### Problem
Could you copy each line of the listing that holds "StatusCode"?

◇ ◇ ◇ ◇ ◇ ◇ ◇

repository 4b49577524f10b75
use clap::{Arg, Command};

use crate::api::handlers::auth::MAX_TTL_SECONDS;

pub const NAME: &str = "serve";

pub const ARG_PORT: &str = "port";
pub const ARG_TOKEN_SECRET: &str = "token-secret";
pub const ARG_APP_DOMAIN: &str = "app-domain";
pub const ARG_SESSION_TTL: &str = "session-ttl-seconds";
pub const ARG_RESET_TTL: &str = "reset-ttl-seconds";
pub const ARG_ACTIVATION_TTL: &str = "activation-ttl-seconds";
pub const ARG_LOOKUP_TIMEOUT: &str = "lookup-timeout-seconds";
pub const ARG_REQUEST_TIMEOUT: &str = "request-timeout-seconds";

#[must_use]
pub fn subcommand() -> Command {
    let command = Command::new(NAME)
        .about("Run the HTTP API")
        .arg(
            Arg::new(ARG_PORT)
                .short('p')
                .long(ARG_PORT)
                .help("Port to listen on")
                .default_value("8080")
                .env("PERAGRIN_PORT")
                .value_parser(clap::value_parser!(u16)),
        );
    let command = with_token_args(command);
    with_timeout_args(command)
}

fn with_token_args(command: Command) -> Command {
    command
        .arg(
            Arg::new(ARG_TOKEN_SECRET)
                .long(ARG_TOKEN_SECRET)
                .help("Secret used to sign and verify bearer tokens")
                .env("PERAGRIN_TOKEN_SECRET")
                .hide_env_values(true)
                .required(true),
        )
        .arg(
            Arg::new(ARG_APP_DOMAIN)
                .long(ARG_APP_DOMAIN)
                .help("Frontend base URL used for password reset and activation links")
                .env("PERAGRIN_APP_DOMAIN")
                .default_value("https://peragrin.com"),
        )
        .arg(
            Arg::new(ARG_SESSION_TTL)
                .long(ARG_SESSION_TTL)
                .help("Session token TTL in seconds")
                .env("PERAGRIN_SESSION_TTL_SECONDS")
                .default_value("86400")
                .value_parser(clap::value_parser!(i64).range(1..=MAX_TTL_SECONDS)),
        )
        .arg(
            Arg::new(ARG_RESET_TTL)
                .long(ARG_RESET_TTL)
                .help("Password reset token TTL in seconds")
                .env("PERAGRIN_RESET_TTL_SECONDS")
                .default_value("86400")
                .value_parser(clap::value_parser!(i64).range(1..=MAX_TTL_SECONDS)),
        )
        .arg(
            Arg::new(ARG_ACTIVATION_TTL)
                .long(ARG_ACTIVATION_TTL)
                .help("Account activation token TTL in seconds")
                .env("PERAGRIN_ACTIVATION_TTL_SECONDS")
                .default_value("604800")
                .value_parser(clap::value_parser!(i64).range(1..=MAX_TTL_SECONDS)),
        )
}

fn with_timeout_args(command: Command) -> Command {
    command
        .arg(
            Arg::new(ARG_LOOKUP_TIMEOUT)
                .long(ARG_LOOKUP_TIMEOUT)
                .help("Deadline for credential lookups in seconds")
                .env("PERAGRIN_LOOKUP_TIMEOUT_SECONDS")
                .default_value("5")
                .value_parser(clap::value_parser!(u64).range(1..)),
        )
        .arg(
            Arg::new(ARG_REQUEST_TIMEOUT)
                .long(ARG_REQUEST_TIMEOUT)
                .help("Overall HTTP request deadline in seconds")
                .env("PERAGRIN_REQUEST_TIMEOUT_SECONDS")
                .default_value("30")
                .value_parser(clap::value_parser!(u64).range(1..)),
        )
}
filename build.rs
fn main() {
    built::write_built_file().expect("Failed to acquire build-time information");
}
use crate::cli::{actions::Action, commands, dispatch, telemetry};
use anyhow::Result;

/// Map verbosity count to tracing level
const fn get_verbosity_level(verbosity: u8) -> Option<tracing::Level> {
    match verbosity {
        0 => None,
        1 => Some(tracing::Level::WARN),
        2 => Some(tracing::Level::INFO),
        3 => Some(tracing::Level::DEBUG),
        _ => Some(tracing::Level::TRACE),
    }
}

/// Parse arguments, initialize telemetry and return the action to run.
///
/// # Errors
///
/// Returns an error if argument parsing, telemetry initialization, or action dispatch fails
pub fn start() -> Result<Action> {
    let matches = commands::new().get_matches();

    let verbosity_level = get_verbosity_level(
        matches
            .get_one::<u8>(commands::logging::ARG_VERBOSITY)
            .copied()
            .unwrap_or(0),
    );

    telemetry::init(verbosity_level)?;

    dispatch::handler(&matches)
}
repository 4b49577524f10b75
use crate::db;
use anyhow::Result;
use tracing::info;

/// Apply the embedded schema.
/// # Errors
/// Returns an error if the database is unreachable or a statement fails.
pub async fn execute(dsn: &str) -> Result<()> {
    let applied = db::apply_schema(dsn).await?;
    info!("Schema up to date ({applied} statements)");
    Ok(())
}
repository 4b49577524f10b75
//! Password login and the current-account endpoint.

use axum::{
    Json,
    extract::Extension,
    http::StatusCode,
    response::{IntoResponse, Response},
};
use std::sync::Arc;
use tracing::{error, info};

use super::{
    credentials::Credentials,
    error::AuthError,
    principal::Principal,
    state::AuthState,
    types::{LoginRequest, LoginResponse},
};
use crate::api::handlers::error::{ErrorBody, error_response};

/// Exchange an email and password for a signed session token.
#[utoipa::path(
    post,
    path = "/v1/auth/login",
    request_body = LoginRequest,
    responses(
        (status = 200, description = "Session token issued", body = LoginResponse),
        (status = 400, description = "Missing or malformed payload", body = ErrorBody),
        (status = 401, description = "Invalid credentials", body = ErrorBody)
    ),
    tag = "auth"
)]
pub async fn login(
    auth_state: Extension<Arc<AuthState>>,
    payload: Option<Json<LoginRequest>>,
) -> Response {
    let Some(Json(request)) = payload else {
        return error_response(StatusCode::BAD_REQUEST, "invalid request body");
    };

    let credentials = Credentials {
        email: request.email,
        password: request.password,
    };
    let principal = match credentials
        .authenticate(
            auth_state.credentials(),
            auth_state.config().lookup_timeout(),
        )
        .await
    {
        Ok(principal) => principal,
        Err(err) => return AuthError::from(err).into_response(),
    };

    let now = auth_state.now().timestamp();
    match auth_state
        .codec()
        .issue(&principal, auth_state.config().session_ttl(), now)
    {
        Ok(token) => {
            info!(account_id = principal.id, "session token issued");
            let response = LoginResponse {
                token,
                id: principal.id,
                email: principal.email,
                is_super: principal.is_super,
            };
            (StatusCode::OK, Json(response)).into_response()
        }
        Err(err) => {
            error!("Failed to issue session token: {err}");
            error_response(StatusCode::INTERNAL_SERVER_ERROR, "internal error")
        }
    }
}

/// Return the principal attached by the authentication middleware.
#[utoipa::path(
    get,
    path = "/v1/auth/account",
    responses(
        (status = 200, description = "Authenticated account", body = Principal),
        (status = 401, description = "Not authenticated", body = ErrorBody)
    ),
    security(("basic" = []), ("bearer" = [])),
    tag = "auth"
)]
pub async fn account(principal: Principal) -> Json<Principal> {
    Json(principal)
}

◇ ◇ ◇ ◇ ◇ ◇ ◇

### Result of the exercise
    http::StatusCode,
        return error_response(StatusCode::BAD_REQUEST, "invalid request body");
            (StatusCode::OK, Json(response)).into_response()
            error_response(StatusCode::INTERNAL_SERVER_ERROR, "internal error")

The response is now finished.